You, readers of my new book, A Catholic Gardener’s Spiritual Almanac, want pictures of my gardens. Reasonable it would seem; a garden writer with pretty gardens. Even the publisher asked.
With a yard now mostly lawn, a small shade garden in the north-west corner, and the tiniest of vegetable patches, I figured to meet your requests I would need to learn how to garden with limited abilities. I’m not going all horticultural therapy here; I’ll leave that to the professionals. I’ll be writing on and off about the techniques learned (and learning) on keeping gardening tasks simple.
My first endeavor will be a Marian rose garden that incorporates the representative colors of each mystery of the rosary. This will be a full installation, from sod to trellis and mulch, shared each step of the way. So we begin again…
Roses need lots of air movement, food, sunlight, and water. Tea roses can be tough to grow in northern climates—I’m in mid-Michigan—unless they’re Week’s Roses. These cultivars are designed to take the cold. Having worked as a grower, they were my and the customers’ favorites.
In a Marian garden themed on the rosary there are four traditional colors (newer interpretations are in the book). They are Joyful Mysteries: white, Sorrowful Mysteries: red, Glorious Mysteries: yellow and Luminous Mysteries: purple.
Usually I recommend establishing your garden space first and then purchasing plants. Because the roses I want are specific, its spring, and Mother’s Day is just around the corner I’ll purchase them while the selection is still good. A favorite greenhouse, Beck’s Flowers in Jackson, MI (I worked there for several years) carries the brand I want.
When selecting a rose bush look for multiple sturdy stems branching from the graft, shiny leaves—depending on cultivars they can be bright green to red new growth, and of course free of disease and pests.
The roses I chose, besides being hardy and fragrant, were to have some symbolism with their name. The ones selected were:
White: Full Sail, hybrid tea. Mother Mary is also called The Star of the Sea, Stella Maris, and guides seafaring people—and aren’t we all—to Jesus. The Church is the ship of Christianity, from Latin, navis, and the central gathering place in a church is called the nave.
Red: Lasting Love, hybrid tea. Yeah, well this seems fairly obvious.

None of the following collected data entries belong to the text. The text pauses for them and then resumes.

//! Line splitting with a hard per-line ceiling.

use tokio::io::{AsyncBufRead, AsyncBufReadExt};

use crate::config::INITIAL_LINE_BUFFER_BYTES;
use crate::error_handling::SourceError;

type BoxedReader = Box<dyn AsyncBufRead + Unpin + Send>;

/// Reads `\n`-terminated lines from a byte stream.
///
/// The line buffer starts at 64KB and grows with the longest line seen, up to
/// `max_line_bytes`. A longer line fails with `RecordTooLarge` instead of
/// being truncated. `\r\n` endings are normalized and invalid UTF-8 is
/// replaced rather than rejected.
pub(crate) struct BoundedLineReader {
    inner: Option<BoxedReader>,
    buf: Vec<u8>,
    max_line_bytes: usize,
    line_number: u64,
}

impl BoundedLineReader {
    pub(crate) fn new(reader: BoxedReader, max_line_bytes: usize) -> Self {
        Self {
            inner: Some(reader),
            buf: Vec::with_capacity(INITIAL_LINE_BUFFER_BYTES.min(max_line_bytes)),
            max_line_bytes,
            line_number: 0,
        }
    }

    /// Lines returned so far.
    pub(crate) fn line_number(&self) -> u64 {
        self.line_number
    }

    #[cfg(test)]
    pub(crate) fn is_closed(&self) -> bool {
        self.inner.is_none()
    }

    /// Returns the next line without its terminator, or `None` at end of stream
    /// or after [`close`](Self::close).
    pub(crate) async fn next_line(&mut self) -> Result<Option<String>, SourceError> {
        let Some(reader) = self.inner.as_mut() else {
            return Ok(None);
        };

        self.buf.clear();
        loop {
            let available = reader
                .fill_buf()
                .await
                .map_err(|source| SourceError::Read {
                    line_number: self.line_number,
                    source,
                })?;

            if available.is_empty() {
                if self.buf.is_empty() {
                    return Ok(None);
                }
                // Last line without a trailing newline
                break;
            }

            let (consumed, complete) = match available.iter().position(|&b| b == b'\n') {
                Some(pos) => (pos + 1, true),
                None => (available.len(), false),
            };
            let content = if complete { consumed - 1 } else { consumed };

            // One extra byte for the `\r` of a CRLF ending
            if self.buf.len() + content > self.max_line_bytes.saturating_add(1) {
                return Err(too_large(self.line_number + 1, self.max_line_bytes));
            }

            self.buf.extend_from_slice(&available[..content]);
            reader.consume(consumed);

            if complete {
                break;
            }
        }

        if self.buf.last() == Some(&b'\r') {
            self.buf.pop();
        }
        if self.buf.len() > self.max_line_bytes {
            return Err(too_large(self.line_number + 1, self.max_line_bytes));
        }
        self.line_number += 1;
        Ok(Some(String::from_utf8_lossy(&self.buf).into_owned()))
    }

    /// Drops the underlying stream. Further calls are no-ops.
    pub(crate) fn close(&mut self) -> bool {
        self.inner.take().is_some()
    }
}

fn too_large(line_number: u64, limit: usize) -> SourceError {
    SourceError::RecordTooLarge { line_number, limit }
}

#[cfg(test)]
mod tests {
    use super::*;

    fn reader_over(data: &'static [u8], max_line_bytes: usize) -> BoundedLineReader {
        BoundedLineReader::new(Box::new(data), max_line_bytes)
    }

    async fn collect(reader: &mut BoundedLineReader) -> Vec<String> {
        let mut lines = Vec::new();
        while let Some(line) = reader.next_line().await.expect("read should succeed") {
            lines.push(line);
        }
        lines
    }

    #[tokio::test]
    async fn test_reads_lines_and_strips_terminators() {
        let mut reader = reader_over(b"a\tb\nc\td\r\ne\tf", 1024);
        assert_eq!(collect(&mut reader).await, vec!["a\tb", "c\td", "e\tf"]);
        assert_eq!(reader.line_number(), 3);
    }

    #[tokio::test]
    async fn test_empty_lines_are_returned() {
        let mut reader = reader_over(b"first\n\nthird\n", 1024);
        assert_eq!(collect(&mut reader).await, vec!["first", "", "third"]);
    }

    #[tokio::test]
    async fn test_empty_stream_yields_none() {
        let mut reader = reader_over(b"", 1024);
        assert!(reader.next_line().await.expect("read").is_none());
        assert_eq!(reader.line_number(), 0);
    }

    #[tokio::test]
    async fn test_line_longer_than_internal_buffer_is_not_truncated() {
        // Larger than both the 64KB initial capacity and tokio's 8KB BufReader chunks
        let long = "x".repeat(200 * 1024);
        let data: &'static [u8] = Box::leak(format!("{long}\nshort\n").into_bytes().into_boxed_slice());
        let reader = tokio::io::BufReader::with_capacity(8 * 1024, data);
        let mut reader = BoundedLineReader::new(Box::new(reader), 1024 * 1024);
        let lines = collect(&mut reader).await;
        assert_eq!(lines.len(), 2);
        assert_eq!(lines[0].len(), 200 * 1024);
        assert_eq!(lines[1], "short");
    }

    #[tokio::test]
    async fn test_line_at_limit_is_accepted() {
        let mut reader = reader_over(b"12345\n", 5);
        assert_eq!(collect(&mut reader).await, vec!["12345"]);
    }

    #[tokio::test]
    async fn test_line_over_limit_fails() {
        let mut reader = reader_over(b"ok\n123456\n", 5);
        assert_eq!(reader.next_line().await.expect("first line").as_deref(), Some("ok"));
        match reader.next_line().await {
            Err(SourceError::RecordTooLarge { line_number, limit }) => {
                assert_eq!(line_number, 2);
                assert_eq!(limit, 5);
            }
            other => panic!("expected RecordTooLarge, got {:?}", other),
        }
    }

    #[tokio::test]
    async fn test_crlf_line_at_limit_is_accepted() {
        let mut reader = reader_over(b"12345\r\nabcde\r", 5);
        assert_eq!(collect(&mut reader).await, vec!["12345", "abcde"]);
    }

    #[tokio::test]
    async fn test_crlf_line_over_limit_fails() {
        let mut reader = reader_over(b"123456\r\n", 5);
        assert!(matches!(
            reader.next_line().await,
            Err(SourceError::RecordTooLarge { line_number: 1, limit: 5 })
        ));
    }

    #[tokio::test]
    async fn test_invalid_utf8_is_replaced() {
        let mut reader = reader_over(b"caf\xe9\n", 1024);
        let line = reader.next_line().await.expect("read").expect("line");
        assert!(line.starts_with("caf"));
        assert!(line.contains('\u{FFFD}'));
    }

    #[tokio::test]
    async fn test_close_is_idempotent() {
        let mut reader = reader_over(b"a\nb\n", 1024);
        assert_eq!(reader.next_line().await.expect("read").as_deref(), Some("a"));
        assert!(reader.close());
        assert!(reader.is_closed());
        assert!(!reader.close());
        assert!(reader.next_line().await.expect("read after close").is_none());
    }
}
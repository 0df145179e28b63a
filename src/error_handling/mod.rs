//! Error handling.
//!
//! This module provides:
//! - Typed errors for initialization, configuration, the line source, the
//!   index sink, and the pipeline as a whole
//! - The retry strategy for batch submissions
//!
//! Errors are split by consequence:
//! - **Fatal**: source open failures, configuration errors, fail-fast policies
//! - **Recovered**: malformed lines (skipped), exhausted batches (dropped or
//!   dead-lettered), memory probe failures (figure omitted)

mod categorization;
mod types;

// Re-export public API
pub use categorization::get_retry_strategy;
pub use types::{ConfigError, InitializationError, PipelineError, SinkError, SourceError};
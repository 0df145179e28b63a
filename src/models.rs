//! Documents sent to the search index.

use serde::ser::{Serialize, SerializeMap, Serializer};

/// Raw column values of one input line, keyed by column name in file order.
#[derive(Debug, Clone, PartialEq, Eq, Default)]
pub struct Metadata(Vec<(&'static str, String)>);

impl Metadata {
    pub fn with_capacity(capacity: usize) -> Self {
        Metadata(Vec::with_capacity(capacity))
    }

    pub fn push(&mut self, name: &'static str, value: impl Into<String>) {
        self.0.push((name, value.into()));
    }

    /// First value recorded under `name`.
    pub fn get(&self, name: &str) -> Option<&str> {
        self.0
            .iter()
            .find(|(field, _)| *field == name)
            .map(|(_, value)| value.as_str())
    }

    pub fn len(&self) -> usize {
        self.0.len()
    }

    pub fn is_empty(&self) -> bool {
        self.0.is_empty()
    }

    pub fn iter(&self) -> impl Iterator<Item = (&'static str, &str)> {
        self.0.iter().map(|(name, value)| (*name, value.as_str()))
    }
}

// Serialized as a JSON object whose keys keep column order.
impl Serialize for Metadata {
    fn serialize<S: Serializer>(&self, serializer: S) -> Result<S::Ok, S::Error> {
        let mut map = serializer.serialize_map(Some(self.0.len()))?;
        for (name, value) in &self.0 {
            map.serialize_entry(name, value)?;
        }
        map.end()
    }
}

/// One searchable terminology entry.
#[derive(Debug, Clone, PartialEq, Eq, serde::Serialize)]
pub struct Document {
    /// Unique key in the index, stable across re-imports of the same file
    pub id: String,
    pub code: String,
    pub display: String,
    /// Provenance tag (e.g. `snomed-ct`)
    pub context: String,
    pub metadata: Metadata,
}

/// A group of documents submitted to the index as one request.
pub type Batch = Vec<Document>;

Yellow: Gold Medal, grandiflora. The Ark of the Covenant was pure gold, and holy. Mary was the Ark of the New Covenant, and she too was pure and holy. And then there are the Bible verses about running the race and earning the prize, so double win here!
Purple: Intrigue, floribunda. The luminous mysteries arouse our interest in the enlightening events of the Jesus’ life.

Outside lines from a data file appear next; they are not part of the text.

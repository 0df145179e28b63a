//! Dead-letter file for batches that exhausted their retries.
//!
//! Each abandoned document becomes one JSON line:
//! `{"failedAt": "...", "attempts": 3, "error": "...", "document": {...}}`.
//! Re-importing is a matter of extracting `.document` (e.g. with `jq -c .document`).

use std::path::{Path, PathBuf};

use serde_json::json;
use tokio::io::AsyncWriteExt;
use tokio::sync::Mutex;

use crate::error_handling::SinkError;
use crate::models::Document;

/// Append-only JSON lines writer shared by all workers.
pub struct DeadLetterWriter {
    path: PathBuf,
    file: Mutex<tokio::fs::File>,
}

impl DeadLetterWriter {
    /// Opens `path` for appending, creating it if needed.
    pub async fn open(path: &Path) -> std::io::Result<Self> {
        let file = tokio::fs::OpenOptions::new()
            .create(true)
            .append(true)
            .open(path)
            .await?;
        Ok(Self {
            path: path.to_path_buf(),
            file: Mutex::new(file),
        })
    }

    pub fn path(&self) -> &Path {
        &self.path
    }

    /// Appends every document of `batch`. Lines of one batch are never
    /// interleaved with another worker's.
    pub async fn write_batch(
        &self,
        batch: &[Document],
        attempts: usize,
        error: &SinkError,
    ) -> std::io::Result<()> {
        let failed_at = chrono::Utc::now().to_rfc3339();
        let error = error.to_string();

        let mut buf = Vec::with_capacity(batch.len() * 512);
        for document in batch {
            let line = json!({
                "failedAt": failed_at,
                "attempts": attempts,
                "error": error,
                "document": document,
            });
            serde_json::to_writer(&mut buf, &line)?;
            buf.push(b'\n');
        }

        let mut file = self.file.lock().await;
        file.write_all(&buf).await?;
        file.flush().await
    }
}
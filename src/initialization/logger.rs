//! Logger setup for the importer binary.

use std::io::Write;

use colored::*;
use env_logger::fmt::Formatter;
use log::{Level, LevelFilter, Record};
use serde_json::json;

use crate::config::LogFormat;
use crate::error_handling::InitializationError;

/// Dependency crates capped below the importer's own level.
const QUIET_MODULES: &[(&str, LevelFilter)] = &[
    ("reqwest", LevelFilter::Info),
    ("hyper", LevelFilter::Info),
    ("hyper_util", LevelFilter::Info),
    ("rustls", LevelFilter::Warn),
];

/// Installs the global logger.
///
/// `RUST_LOG` is read first, so per-module directives such as
/// `RUST_LOG=reqwest=debug` still apply; `level` then sets the importer's
/// own verbosity.
///
/// # Errors
///
/// Returns `InitializationError::LoggerError` if a logger is already installed.
pub fn init_logger_with(level: LevelFilter, format: LogFormat) -> Result<(), InitializationError> {
    let mut builder = env_logger::Builder::from_default_env();
    builder.filter_level(level);
    for (module, cap) in QUIET_MODULES {
        builder.filter_module(module, (*cap).min(level));
    }
    builder.filter_module("terminology_importer", level);

    match format {
        LogFormat::Json => {
            builder.format(write_json_line);
        }
        LogFormat::Plain => {
            colored::control::set_override(true);
            builder.format(write_plain_line);
        }
    }

    builder.try_init().map_err(InitializationError::from)
}

/// One JSON object per record, for log shippers.
fn json_line(record: &Record) -> serde_json::Value {
    json!({
        "ts": chrono::Utc::now().to_rfc3339_opts(chrono::SecondsFormat::Millis, true),
        "level": record.level().as_str(),
        "target": record.target(),
        "msg": record.args().to_string(),
    })
}

fn write_json_line(buf: &mut Formatter, record: &Record) -> std::io::Result<()> {
    writeln!(buf, "{}", json_line(record))
}

fn write_plain_line(buf: &mut Formatter, record: &Record) -> std::io::Result<()> {
    let level = record.level().as_str();
    let level = match record.level() {
        Level::Error => level.red(),
        Level::Warn => level.yellow(),
        Level::Info => level.green(),
        Level::Debug => level.blue(),
        Level::Trace => level.purple(),
    };
    writeln!(
        buf,
        "{} {} [{}] {}",
        chrono::Local::now().format("%Y-%m-%dT%H:%M:%S%.3f"),
        record.target().cyan(),
        level,
        record.args()
    )
}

The spacing for roses depends on the type: tea, grandiflora, floribunda, shrub, miniature, groundcover or climbers. With the selections I’ve made, each bush will need a five foot span. With four rose bushes being planted, that’s a sizeable bed!
With the potted roses lined on the north side of the fence, to prevent scorching their tender greenhouse-grown leaves until hardened off, I mark off the area for Mother Mary’s new garden. Standing on the drive looking at the size of the space needed I am overwhelmed. Part of me does not want to reawaken what was loved and laid to rest—a life of working among gardens. I doubt my ability, stamina, and strength. I want to take the roses back.

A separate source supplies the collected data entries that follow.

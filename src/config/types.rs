//! Configuration types and CLI options.
//!
//! This module defines enums and structs used for command-line argument parsing
//! and configuration. Every option falls back to an environment variable where
//! the deployment historically provided one (`SOURCE_TYPE`, `MEILI_HOST`, ...).

use std::path::PathBuf;
use std::time::Duration;

use clap::{Parser, ValueEnum};
use strum_macros::{Display, EnumIter};

use crate::config::constants::*;
use crate::error_handling::ConfigError;
use crate::source::{RemoteObject, SourceConfig};

/// Logging level for the application.
///
/// Controls the verbosity of log output, from most restrictive (Error) to most
/// verbose (Trace).
#[derive(Clone, Debug, ValueEnum)]
pub enum LogLevel {
    /// Only error messages
    Error,
    /// Error and warning messages
    Warn,
    /// Error, warning, and informational messages
    Info,
    /// All messages except trace
    Debug,
    /// All messages including trace
    Trace,
}

impl From<LogLevel> for log::LevelFilter {
    fn from(l: LogLevel) -> Self {
        match l {
            LogLevel::Error => log::LevelFilter::Error,
            LogLevel::Warn => log::LevelFilter::Warn,
            LogLevel::Info => log::LevelFilter::Info,
            LogLevel::Debug => log::LevelFilter::Debug,
            LogLevel::Trace => log::LevelFilter::Trace,
        }
    }
}

/// Log output format.
///
/// - `Plain`: Human-readable format with colors (default)
/// - `Json`: Structured JSON format for machine parsing
#[derive(Clone, Debug, ValueEnum)]
pub enum LogFormat {
    /// Human-readable format with colors (default)
    Plain,
    /// Structured JSON format for machine parsing
    Json,
}

/// Where the export file is read from.
#[derive(Clone, Copy, Debug, PartialEq, Eq, ValueEnum, Display)]
#[strum(serialize_all = "kebab-case")]
pub enum SourceKind {
    /// A file on the local filesystem
    Local,
    /// An object in a cloud storage bucket
    #[value(alias = "bucket")]
    Remote,
}

/// Terminology export format, which fixes the positional column layout.
#[derive(Clone, Copy, Debug, PartialEq, Eq, Hash, ValueEnum, Display, EnumIter)]
pub enum DocType {
    /// SNOMED CT RF2 description file (9 columns)
    #[value(name = "snomed-ct-description")]
    #[strum(serialize = "snomed-ct-description")]
    SnomedCtDescription,
    /// ICD-10-GM code file (28 columns)
    #[value(name = "icd-10-gm-code")]
    #[strum(serialize = "icd-10-gm-code")]
    Icd10GmCode,
}

impl DocType {
    /// Terminology tag stored on documents of this type.
    pub fn default_context(self) -> &'static str {
        match self {
            DocType::SnomedCtDescription => SNOMED_CT_CONTEXT,
            DocType::Icd10GmCode => ICD_10_GM_CONTEXT,
        }
    }
}

/// What to do with a line that has fewer fields than the layout requires.
#[derive(Clone, Copy, Debug, PartialEq, Eq, ValueEnum, Display)]
#[strum(serialize_all = "kebab-case")]
pub enum MalformedLinePolicy {
    /// Drop the line silently (only the skip counter moves)
    Skip,
    /// Stop reading and fail the run
    FailFast,
}

/// What to do with a batch once every submission attempt has failed.
#[derive(Clone, Copy, Debug, PartialEq, Eq, ValueEnum, Display)]
#[strum(serialize_all = "kebab-case")]
pub enum FailedBatchPolicy {
    /// Log the loss and continue with the next batch
    Drop,
    /// Append the batch to the dead-letter file and continue
    DeadLetter,
    /// Stop the run once in-flight batches have finished
    FailFast,
}

fn parse_delimiter(raw: &str) -> Result<char, String> {
    match raw {
        "\\t" | "tab" => Ok('\t'),
        "comma" => Ok(','),
        "pipe" => Ok('|'),
        "semicolon" => Ok(';'),
        _ => {
            let mut chars = raw.chars();
            match (chars.next(), chars.next()) {
                (Some(c), None) => Ok(c),
                _ => Err(format!(
                    "delimiter must be a single character or one of tab|comma|pipe|semicolon, got '{raw}'"
                )),
            }
        }
    }
}

/// Import configuration.
///
/// Parsed from the command line by `clap`, or built programmatically for
/// library use.
///
/// # Examples
///
/// ```no_run
/// use terminology_importer::Config;
///
/// let config = Config {
///     file: "sct2_Description_Full.txt".to_string(),
///     batch_size: 1000,
///     workers: 8,
///     ..Default::default()
/// };
/// assert!(config.validate().is_ok());
/// ```
///
/// ```bash
/// # Local file, default layout
/// terminology_importer sct2_Description_Full_GermanyEdition_20240515.txt
///
/// # ICD-10-GM from a bucket, semicolon separated, no header row
/// terminology_importer icd10gm2024.txt --source-type remote --bucket terms \
///     --doc-type icd-10-gm-code --context icd-10-gm --delimiter ';' --no-header
/// ```
#[derive(Debug, Clone, Parser)]
#[command(
    name = "terminology_importer",
    about = "Streams a terminology export into a Meilisearch index.",
    version
)]
pub struct Config {
    /// File to import: a local path, or the object name inside the bucket
    #[arg(default_value = DEFAULT_INPUT_FILE)]
    pub file: String,

    /// Where to read the file from: local|remote
    #[arg(long, env = "SOURCE_TYPE", value_enum, default_value_t = SourceKind::Local)]
    pub source_type: SourceKind,

    /// Bucket holding the export (remote source only)
    #[arg(long, env = "BUCKET_NAME_PRIVATE")]
    pub bucket: Option<String>,

    /// Directory prefix prepended to the object name (remote source only)
    #[arg(long, env = "FILE_KEY_BASE_DIR")]
    pub key_prefix: Option<String>,

    /// OAuth bearer token for the storage API (remote source only)
    #[arg(long, env = "GCS_ACCESS_TOKEN", hide_env_values = true)]
    pub storage_token: Option<String>,

    /// Storage JSON API endpoint
    #[arg(long, env = "STORAGE_ENDPOINT", default_value = DEFAULT_STORAGE_ENDPOINT)]
    pub storage_endpoint: String,

    /// Meilisearch base URL
    #[arg(long, env = "MEILI_HOST", default_value = DEFAULT_MEILI_HOST)]
    pub meili_host: String,

    /// Meilisearch API key
    #[arg(long, env = "MEILI_API_KEY", default_value = DEFAULT_MEILI_API_KEY, hide_env_values = true)]
    pub meili_api_key: String,

    /// Target index uid
    #[arg(long, default_value = DEFAULT_INDEX_NAME)]
    pub index_name: String,

    /// Column layout of the export
    #[arg(long, value_enum, default_value_t = DocType::SnomedCtDescription)]
    pub doc_type: DocType,

    /// Provenance tag stored on every document (defaults to the doc type's terminology)
    #[arg(long)]
    pub context: Option<String>,

    /// Prefix of generated document ids (defaults to the doc type name)
    #[arg(long)]
    pub id_prefix: Option<String>,

    /// Field delimiter: a single character, or tab|comma|pipe|semicolon
    #[arg(long, value_parser = parse_delimiter, default_value = "tab")]
    pub delimiter: char,

    /// The file has no header row
    #[arg(long)]
    pub no_header: bool,

    /// Records per batch
    #[arg(long, default_value_t = DEFAULT_BATCH_SIZE)]
    pub batch_size: usize,

    /// Concurrent index submission workers
    #[arg(long, default_value_t = DEFAULT_WORKERS)]
    pub workers: usize,

    /// Submission attempts per batch (initial attempt included)
    #[arg(long, default_value_t = DEFAULT_MAX_RETRIES)]
    pub max_retries: usize,

    /// Delay between submission attempts in milliseconds
    #[arg(long, default_value_t = DEFAULT_RETRY_DELAY_MS)]
    pub retry_delay_ms: u64,

    /// Log progress every N indexed records
    #[arg(long, default_value_t = DEFAULT_LOG_INTERVAL)]
    pub log_interval: u64,

    /// Pause after each batch in milliseconds
    #[arg(long, default_value_t = DEFAULT_BATCH_INTERVAL_MS)]
    pub batch_interval_ms: u64,

    /// Longest accepted input line in bytes
    #[arg(long, default_value_t = DEFAULT_MAX_LINE_BYTES)]
    pub max_line_bytes: usize,

    /// HTTP request timeout in seconds
    #[arg(long, default_value_t = DEFAULT_REQUEST_TIMEOUT_SECS)]
    pub request_timeout_secs: u64,

    /// Malformed line handling: skip|fail-fast
    #[arg(long, value_enum, default_value_t = MalformedLinePolicy::Skip)]
    pub malformed_lines: MalformedLinePolicy,

    /// Handling of batches that exhausted their retries: drop|dead-letter|fail-fast
    #[arg(long, value_enum, default_value_t = FailedBatchPolicy::Drop)]
    pub failed_batches: FailedBatchPolicy,

    /// JSON lines file receiving abandoned batches (dead-letter policy)
    #[arg(long)]
    pub dead_letter_path: Option<PathBuf>,

    /// Log level: error|warn|info|debug|trace
    #[arg(long, value_enum, default_value_t = LogLevel::Info)]
    pub log_level: LogLevel,

    /// Log format: plain|json
    #[arg(long, value_enum, default_value_t = LogFormat::Plain)]
    pub log_format: LogFormat,
}

impl Default for Config {
    fn default() -> Self {
        Self {
            file: DEFAULT_INPUT_FILE.to_string(),
            source_type: SourceKind::Local,
            bucket: None,
            key_prefix: None,
            storage_token: None,
            storage_endpoint: DEFAULT_STORAGE_ENDPOINT.to_string(),
            meili_host: DEFAULT_MEILI_HOST.to_string(),
            meili_api_key: DEFAULT_MEILI_API_KEY.to_string(),
            index_name: DEFAULT_INDEX_NAME.to_string(),
            doc_type: DocType::SnomedCtDescription,
            context: None,
            id_prefix: None,
            delimiter: DEFAULT_DELIMITER,
            no_header: false,
            batch_size: DEFAULT_BATCH_SIZE,
            workers: DEFAULT_WORKERS,
            max_retries: DEFAULT_MAX_RETRIES,
            retry_delay_ms: DEFAULT_RETRY_DELAY_MS,
            log_interval: DEFAULT_LOG_INTERVAL,
            batch_interval_ms: DEFAULT_BATCH_INTERVAL_MS,
            max_line_bytes: DEFAULT_MAX_LINE_BYTES,
            request_timeout_secs: DEFAULT_REQUEST_TIMEOUT_SECS,
            malformed_lines: MalformedLinePolicy::Skip,
            failed_batches: FailedBatchPolicy::Drop,
            dead_letter_path: None,
            log_level: LogLevel::Info,
            log_format: LogFormat::Plain,
        }
    }
}

impl Config {
    /// Rejects settings the pipeline cannot run with.
    ///
    /// # Errors
    ///
    /// Returns `ConfigError::InvalidValue` for zero sizes or counts, and
    /// `ConfigError::MissingDeadLetterPath` when the dead-letter policy is
    /// selected without a destination file.
    pub fn validate(&self) -> Result<(), ConfigError> {
        if self.batch_size == 0 {
            return Err(ConfigError::InvalidValue {
                field: "batch_size",
                reason: "must be at least 1".into(),
            });
        }
        if self.workers == 0 {
            return Err(ConfigError::InvalidValue {
                field: "workers",
                reason: "must be at least 1".into(),
            });
        }
        if self.max_retries == 0 {
            return Err(ConfigError::InvalidValue {
                field: "max_retries",
                reason: "at least one submission attempt is required".into(),
            });
        }
        if self.max_line_bytes == 0 {
            return Err(ConfigError::InvalidValue {
                field: "max_line_bytes",
                reason: "must be at least 1".into(),
            });
        }
        if self.failed_batches == FailedBatchPolicy::DeadLetter && self.dead_letter_path.is_none()
        {
            return Err(ConfigError::MissingDeadLetterPath);
        }
        Ok(())
    }

    pub fn has_header(&self) -> bool {
        !self.no_header
    }

    pub fn retry_delay(&self) -> Duration {
        Duration::from_millis(self.retry_delay_ms)
    }

    pub fn batch_interval(&self) -> Duration {
        Duration::from_millis(self.batch_interval_ms)
    }

    pub fn request_timeout(&self) -> Duration {
        Duration::from_secs(self.request_timeout_secs)
    }

    /// Provenance tag, the doc type's terminology unless overridden.
    pub fn context(&self) -> String {
        self.context
            .clone()
            .unwrap_or_else(|| self.doc_type.default_context().to_string())
    }

    /// Document id prefix, `<doc-type>` unless overridden.
    pub fn id_prefix(&self) -> String {
        self.id_prefix
            .clone()
            .unwrap_or_else(|| self.doc_type.to_string())
    }

    /// Builds the source description selected by `source_type`.
    pub fn source_config(&self) -> SourceConfig {
        match self.source_type {
            SourceKind::Local => SourceConfig::Local {
                path: PathBuf::from(&self.file),
                max_line_bytes: self.max_line_bytes,
            },
            SourceKind::Remote => {
                let key = match self.key_prefix.as_deref() {
                    Some(prefix) if !prefix.is_empty() => {
                        format!("{}/{}", prefix.trim_end_matches('/'), self.file)
                    }
                    _ => self.file.clone(),
                };
                SourceConfig::Remote {
                    object: RemoteObject {
                        endpoint: self.storage_endpoint.clone(),
                        bucket: self.bucket.clone().unwrap_or_default(),
                        key,
                    },
                    token: self.storage_token.clone(),
                    timeout: self.request_timeout(),
                    max_line_bytes: self.max_line_bytes,
                }
            }
        }
    }
}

I look to the small statue of Mother Mary at the back of the yard, and whisper “Hail Mary” and know she is near—she always is when we call. I tell her my heart’s still in it, though my spine is not. While waiting for peace to return, I realized that that was exactly what I needed to do—wait.
The first lesson in gardening with limitations: allow time between tasks. There is only so much energy and strength for many of us with physical or mental limitations. So, with the roses bought and hose laid out to mark the bed, I leave the backyard and head inside for tea and prayer.
St. Benedict writes in the Rule that always we begin again. And so I will, tomorrow.